Domino, 2010

It’s hard to be objective about Pavement. For some of us it wasn’t that long ago, and even at the time they really didn’t set the airwaves or MTV or whatever barometer of taste you care to mention on fire. They weren’t Smashing Pumpkins, they weren’t Weezer. They didn’t headline the bills of European Festivals. They didn’t have hits and they definitely weren’t the Pixies, which even now the frenzy around their reunion still seems ridiculous. Pavement were twice the band the Pixies were, but one thing both bands had in common was the growth of their ‘legacy’ in absentia.

Primed for their forthcoming reunion tour, Quarantine The Past is the obligatory ‘best of’ compilation for a group who really had no hits to mention. It’s a ‘best of’ in terms of recorded material, in terms of the members favourite songs, in terms of what went over well live and what still stands the test of time. The song choices will, at least for the hardened Pavement fan, bring out some contention, but you will have to concede on the whole it’s a fitting career representation, wisely chopping off the atonal art-rock beginnings and leaving out the end where Pavement became a vehicle for Malkmus to commandeer.

To start with “Gold Soundz” is logical and apt, at least stylistically. Gold times bring Gold Soundz, and the early 90’s was a fertile time for bands to huddle around umbrella phrases like ‘Alternative Nation’ and then see who survived. Pavement arrived at a time where their debut Slanted & Enchanted easily outshined their contemporaries, and its follow-up Crooked Rain, Crooked Rain only cemented their musical waywardness and Malkmus’ lyrical obfuscatory. As such, both albums are heavily represented, while their 2LP opus Wowee Zowee is almost disregarded entirely. Most song choices are unarguable (“Frontwards”, “Grounded”, “In The Mouth a Desert”), and it would’ve been worthy of a 10 star rating, but half a star was removed for “Heaven is a Truck”. Well, you can’t please everybody…

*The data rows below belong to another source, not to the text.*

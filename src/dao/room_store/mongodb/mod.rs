mod config;
mod connection;
mod error;
pub mod store;

pub use config::MongoConfig;
pub use error::MongoDaoError;
pub use store::MongoRoomStore;

use crate::dao::storage::StorageError;

impl From<MongoDaoError> for StorageError {
    fn from(err: MongoDaoError) -> Self {
        StorageError::unavailable(err.to_string(), err)
    }
}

Even in the context of the rampant Anglophilia that was in the air at the time (circa “Modern Life is Rubbish” “Giant Steps” etc) you could see where the American college kids who grew up listening to a mix of Echo & The Bunnymen and The Fall, as well as their own homegrown acts like Sonic Youth and R.E.M. were coming from. English bands looked inward, American bands looked toward England in fascination and awe. Spiral Stair’s The Fall borrowing “Two States” and Malkmus’ own ode to R.E.M. in “Unseen Power of the Picket Fence” both pay tribute to these influences, while “Trigger Cut” is mere coal pressed to Pavement diamond in only a handful of years since their debut EP “Slay Tracks”.

If anybody reads this who wasn’t standing on the frontlines of the early days of the Alternative Rock scene and is wondering whether or not to jump in. Hell, why not. At least let’s hope this reunion respectfully comes and goes and Bob Nastanovich’s cries of “I’m trying, I’m trying, I’m trying” from Slanted & Enchanted‘s hell-raising “Conduit for Sale” become a quiet whisper of “I’m done, It’s done, We’re done”. Compilation album of the year, easily, from one of the definitive bands of the 90’s.